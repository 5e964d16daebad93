//! Forward and inverse effects of change payloads.
//!
//! [`plan`] turns a payload and a direction into the entity writes that
//! realize it against the current [`WorkingState`]. Planning is pure: it
//! reads the state, checks that every targeted entity is where the change
//! expects it, and either returns the full mutation list or a
//! [`HistoryError::StaleTarget`]. Because nothing is written until the whole
//! plan exists, a stale target never leaves a half-applied change behind.
//!
//! Effects per kind:
//!
//! | Kind | Forward | Inverse |
//! |------|---------|---------|
//! | `create_layer` | insert layer + codes | delete layer |
//! | `update_layer` | apply `changes` | apply `previous` |
//! | `delete_layer` | delete layer | re-insert layer + codes |
//! | `add_postal_codes` | insert codes | delete codes not in `previous` |
//! | `remove_postal_codes` | delete codes | re-insert codes that were in `previous` |
//! | `update_area` | apply `changes` | apply `previous` |

use std::collections::BTreeSet;

use territory_types::{
    Area, AreaId, AreaPatch, ChangePayload, ChangeType, Layer, LayerId, LayerPatch, MAX_OPACITY,
};

use crate::error::HistoryError;
use crate::state::{EntityMutation, WorkingState};

/// Which effect of a change to apply.
#[derive(Debug, Clone, Copy, PartialEq, Eq)]
pub enum Direction {
    /// Re-apply the change (initial apply and redo).
    Forward,
    /// Reverse the change (undo).
    Inverse,
}

/// Compute the entity writes for one direction of a change.
///
/// # Errors
///
/// Returns [`HistoryError::StaleTarget`] when a targeted layer is missing,
/// or already present for an insert.
pub fn plan(
    state: &WorkingState,
    payload: &ChangePayload,
    direction: Direction,
) -> Result<Vec<EntityMutation>, HistoryError> {
    let kind = payload.change_type();
    let mut out = Vec::new();

    match (payload, direction) {
        (ChangePayload::CreateLayer { layer }, Direction::Forward)
        | (ChangePayload::DeleteLayer { layer }, Direction::Inverse) => {
            if state.layer(layer.id).is_some() {
                return Err(HistoryError::stale(
                    kind,
                    format!("layer {} already exists", layer.id),
                ));
            }
            out.push(EntityMutation::InsertLayer(layer.clone()));
        }
        (ChangePayload::CreateLayer { layer }, Direction::Inverse)
        | (ChangePayload::DeleteLayer { layer }, Direction::Forward) => {
            require_layer(state, kind, layer.id)?;
            out.push(EntityMutation::DeleteLayer(layer.id));
        }
        (
            ChangePayload::UpdateLayer {
                layer_id,
                changes,
                previous,
            },
            _,
        ) => {
            let patch = match direction {
                Direction::Forward => changes,
                Direction::Inverse => previous,
            };
            let mut layer = require_layer(state, kind, *layer_id)?.clone();
            patch.apply_to(&mut layer);
            out.push(EntityMutation::UpdateLayer(layer));
        }
        (
            ChangePayload::AddPostalCodes {
                layer_id, codes, ..
            },
            Direction::Forward,
        ) => {
            let current = &require_layer(state, kind, *layer_id)?.postal_codes;
            let missing: BTreeSet<String> = codes.difference(current).cloned().collect();
            push_codes(&mut out, *layer_id, missing, true);
        }
        (
            ChangePayload::AddPostalCodes {
                layer_id,
                codes,
                previous,
            },
            Direction::Inverse,
        ) => {
            let current = &require_layer(state, kind, *layer_id)?.postal_codes;
            let added: BTreeSet<String> = previous.as_ref().map_or_else(
                || codes.clone(),
                |before| codes.difference(before).cloned().collect(),
            );
            let present = added.intersection(current).cloned().collect();
            push_codes(&mut out, *layer_id, present, false);
        }
        (
            ChangePayload::RemovePostalCodes {
                layer_id, codes, ..
            },
            Direction::Forward,
        ) => {
            let current = &require_layer(state, kind, *layer_id)?.postal_codes;
            let present = codes.intersection(current).cloned().collect();
            push_codes(&mut out, *layer_id, present, false);
        }
        (
            ChangePayload::RemovePostalCodes {
                layer_id,
                codes,
                previous,
            },
            Direction::Inverse,
        ) => {
            let current = &require_layer(state, kind, *layer_id)?.postal_codes;
            let removed: BTreeSet<String> = previous.as_ref().map_or_else(
                || codes.clone(),
                |before| codes.intersection(before).cloned().collect(),
            );
            let missing = removed.difference(current).cloned().collect();
            push_codes(&mut out, *layer_id, missing, true);
        }
        (ChangePayload::UpdateArea { changes, previous }, _) => {
            let patch = match direction {
                Direction::Forward => changes,
                Direction::Inverse => previous,
            };
            let mut area = state.area.clone();
            patch.apply_to(&mut area);
            out.push(EntityMutation::UpdateArea(area));
        }
    }

    Ok(out)
}
impl StoreTx for MemoryTx {
    async fn area(&mut self, area_id: AreaId) -> Result<Option<Area>, HistoryError> {
        Ok(self.data(area_id).await?.and_then(|d| d.area.clone()))
    }

    async fn lock_area(&mut self, area_id: AreaId) -> Result<Option<Area>, HistoryError> {
        // Any access already holds the area's lock.
        self.area(area_id).await
    }

    async fn insert_area(&mut self, area: &Area) -> Result<(), HistoryError> {
        if self.held.is_some() {
            return Err(HistoryError::Inconsistent(String::from(
                "transaction already holds an area",
            )));
        }
        if self.store.areas.read().await.contains_key(&area.id) {
            return Err(HistoryError::Persistence(format!(
                "area {} already exists",
                area.id
            )));
        }
        let cell: AreaCell = Arc::new(Mutex::new(AreaData::default()));
        let guard = Arc::clone(&cell).lock_owned().await;
        self.held = Some(Held {
            area_id: area.id,
            guard,
            data: AreaData {
                area: Some(area.clone()),
                ..AreaData::default()
            },
            new_cell: Some(cell),
        });
        Ok(())
    }

    async fn delete_area(&mut self, area_id: AreaId) -> Result<bool, HistoryError> {
        let Some(data) = self.data(area_id).await? else {
            return Ok(false);
        };
        *data = AreaData::default();
        Ok(true)
    }

    async fn load_layers(&mut self, area_id: AreaId) -> Result<Vec<Layer>, HistoryError> {
        Ok(self
            .data(area_id)
            .await?
            .map(|d| d.layers.values().cloned().collect())
            .unwrap_or_default())
    }

    async fn layer_area(&mut self, layer_id: LayerId) -> Result<Option<AreaId>, HistoryError> {
        let held_area = self.held.as_ref().map(|h| h.area_id);
        if self
            .held
            .as_ref()
            .is_some_and(|h| h.data.layers.contains_key(&layer_id))
        {
            return Ok(held_area);
        }
        let owner = self.store.layer_owners.read().await.get(&layer_id).copied();
        // A layer this transaction deleted is still indexed until commit.
        Ok(owner.filter(|area_id| held_area != Some(*area_id)))
    }

    async fn apply_mutation(
        &mut self,
        area_id: AreaId,
        mutation: &EntityMutation,
    ) -> Result<(), HistoryError> {
        let data = self.require(area_id).await?;
        match mutation {
            EntityMutation::InsertLayer(layer) => {
                if data.layers.contains_key(&layer.id) {
                    return Err(HistoryError::Persistence(format!(
                        "layer {} already exists",
                        layer.id
                    )));
                }
                let mut layer = layer.clone();
                layer.area_id = area_id;
                data.layers.insert(layer.id, layer);
            }
            EntityMutation::UpdateLayer(layer) => {
                let current = layer_mut(data, layer.id)?;
                let codes = std::mem::take(&mut current.postal_codes);
                *current = Layer {
                    area_id,
                    postal_codes: codes,
                    ..layer.clone()
                };
            }
            EntityMutation::DeleteLayer(id) => {
                data.layers
                    .remove(id)
                    .ok_or_else(|| HistoryError::Inconsistent(format!("layer {id} missing")))?;
            }
            EntityMutation::InsertCodes { layer_id, codes } => {
                layer_mut(data, *layer_id)?
                    .postal_codes
                    .extend(codes.iter().cloned());
            }
            EntityMutation::DeleteCodes { layer_id, codes } => {
                layer_mut(data, *layer_id)?
                    .postal_codes
                    .retain(|c| !codes.contains(c));
            }
            EntityMutation::UpdateArea(area) => {
                let current = data
                    .area
                    .as_mut()
                    .ok_or(HistoryError::AreaNotFound(area_id))?;
                *current = Area {
                    id: area_id,
                    created_at: current.created_at,
                    updated_at: Utc::now(),
                    ..area.clone()
                };
            }
        }
        Ok(())
    }

    async fn max_sequence(
        &mut self,
        area_id: AreaId,
        version_number: Option<i32>,
    ) -> Result<Option<i64>, HistoryError> {
        let data = self.require(area_id).await?;
        Ok(data
            .changes
            .values()
            .filter(|c| c.version_number == version_number)
            .map(|c| c.sequence_number)
            .max())
    }

    async fn insert_change(&mut self, record: &ChangeRecord) -> Result<(), HistoryError> {
        let data = self.require(record.area_id).await?;
        let duplicate = data.changes.values().any(|c| {
            c.scope() == record.scope() && c.sequence_number == record.sequence_number
        });
        if duplicate {
            return Err(HistoryError::Persistence(format!(
                "sequence number {} already used",
                record.sequence_number
            )));
        }
        data.changes.insert(record.id, record.clone());
        Ok(())
    }

    async fn get_change(
        &mut self,
        area_id: AreaId,
        change_id: ChangeId,
    ) -> Result<Option<ChangeRecord>, HistoryError> {
        Ok(self
            .data(area_id)
            .await?
            .and_then(|d| d.changes.get(&change_id).cloned()))
    }

    async fn set_change_undone(
        &mut self,
        change_id: ChangeId,
        is_undone: bool,
    ) -> Result<(), HistoryError> {
        let record = self
            .held_mut()?
            .changes
            .get_mut(&change_id)
            .ok_or_else(|| HistoryError::Inconsistent(format!("change {change_id} missing")))?;
        record.is_undone = is_undone;
        Ok(())
    }

    async fn list_changes(
        &mut self,
        area_id: AreaId,
        filter: &HistoryFilter,
    ) -> Result<Vec<ChangeRecord>, HistoryError> {
        Ok(self
            .data(area_id)
            .await?
            .map(|d| change_log::select(d.changes.values(), filter))
            .unwrap_or_default())
    }

    async fn count_unversioned(&mut self, area_id: AreaId) -> Result<i64, HistoryError> {
        let data = self.require(area_id).await?;
        let count = data
            .changes
            .values()
            .filter(|c| c.version_number.is_none())
            .count();
        Ok(i64::try_from(count).unwrap_or(i64::MAX))
    }

    async fn stamp_unversioned(
        &mut self,
        area_id: AreaId,
        version_number: i32,
    ) -> Result<(), HistoryError> {
        let data = self.require(area_id).await?;
        for change in data.changes.values_mut() {
            if change.version_number.is_none() {
                change.version_area_id = Some(area_id);
                change.version_number = Some(version_number);
            }
        }
        Ok(())
    }

    async fn load_stack(&mut self, area_id: AreaId) -> Result<UndoRedoStack, HistoryError> {
        Ok(self
            .data(area_id)
            .await?
            .map(|d| d.stack.clone())
            .unwrap_or_default())
    }

    async fn save_stack(
        &mut self,
        area_id: AreaId,
        stack: &UndoRedoStack,
    ) -> Result<(), HistoryError> {
        self.require(area_id).await?.stack = stack.clone();
        Ok(())
    }

    async fn max_version_number(&mut self, area_id: AreaId) -> Result<Option<i32>, HistoryError> {
        Ok(self
            .data(area_id)
            .await?
            .and_then(|d| d.versions.keys().next_back().copied()))
    }

    async fn get_version(
        &mut self,
        area_id: AreaId,
        version_number: i32,
    ) -> Result<Option<VersionSnapshot>, HistoryError> {
        Ok(self
            .data(area_id)
            .await?
            .and_then(|d| d.versions.get(&version_number).cloned()))
    }

    async fn list_versions(
        &mut self,
        area_id: AreaId,
    ) -> Result<Vec<VersionSnapshot>, HistoryError> {
        Ok(self
            .data(area_id)
            .await?
            .map(|d| d.versions.values().rev().cloned().collect())
            .unwrap_or_default())
    }

    async fn insert_version(&mut self, version: &VersionSnapshot) -> Result<(), HistoryError> {
        let data = self.require(version.area_id).await?;
        if data.versions.contains_key(&version.version_number) {
            return Err(HistoryError::Persistence(format!(
                "version {} already exists",
                version.version_number
            )));
        }
        if version.is_active && data.versions.values().any(|v| v.is_active) {
            return Err(HistoryError::Persistence(String::from(
                "area already has an active version",
            )));
        }
        data.versions
            .insert(version.version_number, version.clone());
        Ok(())
    }

    async fn deactivate_versions(&mut self, area_id: AreaId) -> Result<(), HistoryError> {
        for version in self.require(area_id).await?.versions.values_mut() {
            version.is_active = false;
        }
        Ok(())
    }

    async fn activate_version(
        &mut self,
        area_id: AreaId,
        version_number: i32,
    ) -> Result<(), HistoryError> {
        let data = self.require(area_id).await?;
        version_mut(data, area_id, version_number)?.is_active = true;
        Ok(())
    }

    async fn increment_change_count(
        &mut self,
        area_id: AreaId,
        version_number: i32,
    ) -> Result<(), HistoryError> {
        let data = self.require(area_id).await?;
        let version = version_mut(data, area_id, version_number)?;
        version.change_count = version.change_count.saturating_add(1);
        Ok(())
    }

    async fn delete_version(
        &mut self,
        area_id: AreaId,
        version_number: i32,
    ) -> Result<(), HistoryError> {
        let data = self.require(area_id).await?;
        data.versions.remove(&version_number);
        for child in data.versions.values_mut() {
            if child.parent_version_number == Some(version_number) {
                child.parent_version_area_id = None;
                child.parent_version_number = None;
            }
        }
        Ok(())
    }

    async fn delete_changes_in_version(
        &mut self,
        area_id: AreaId,
        version_number: i32,
    ) -> Result<Vec<ChangeId>, HistoryError> {
        let data = self.require(area_id).await?;
        let ids: Vec<ChangeId> = data
            .changes
            .values()
            .filter(|c| c.version_number == Some(version_number))
            .map(|c| c.id)
            .collect();
        for id in &ids {
            data.changes.remove(id);
        }
        Ok(ids)
    }

    async fn commit(self) -> Result<(), HistoryError> {
        let Some(Held {
            area_id,
            mut guard,
            data,
            new_cell,
        }) = self.held
        else {
            return Ok(());
        };

        let deleted = data.area.is_none();
        {
            let mut owners = self.store.layer_owners.write().await;
            for id in guard.layers.keys() {
                if !data.layers.contains_key(id) {
                    owners.remove(id);
                }
            }
            for id in data.layers.keys() {
                owners.insert(*id, area_id);
            }
        }
        *guard = data;
        match new_cell {
            Some(cell) if !deleted => {
                self.store.areas.write().await.insert(area_id, cell);
            }
            None if deleted => {
                self.store.areas.write().await.remove(&area_id);
            }
            _ => {}
        }
        Ok(())
    }
}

———

The answer is each line in which the word "present" occurs, copied from the material above.

/// or already present for an insert.
            let present = added.intersection(current).cloned().collect();
            push_codes(&mut out, *layer_id, present, false);
            let present = codes.intersection(current).cloned().collect();
            push_codes(&mut out, *layer_id, present, false);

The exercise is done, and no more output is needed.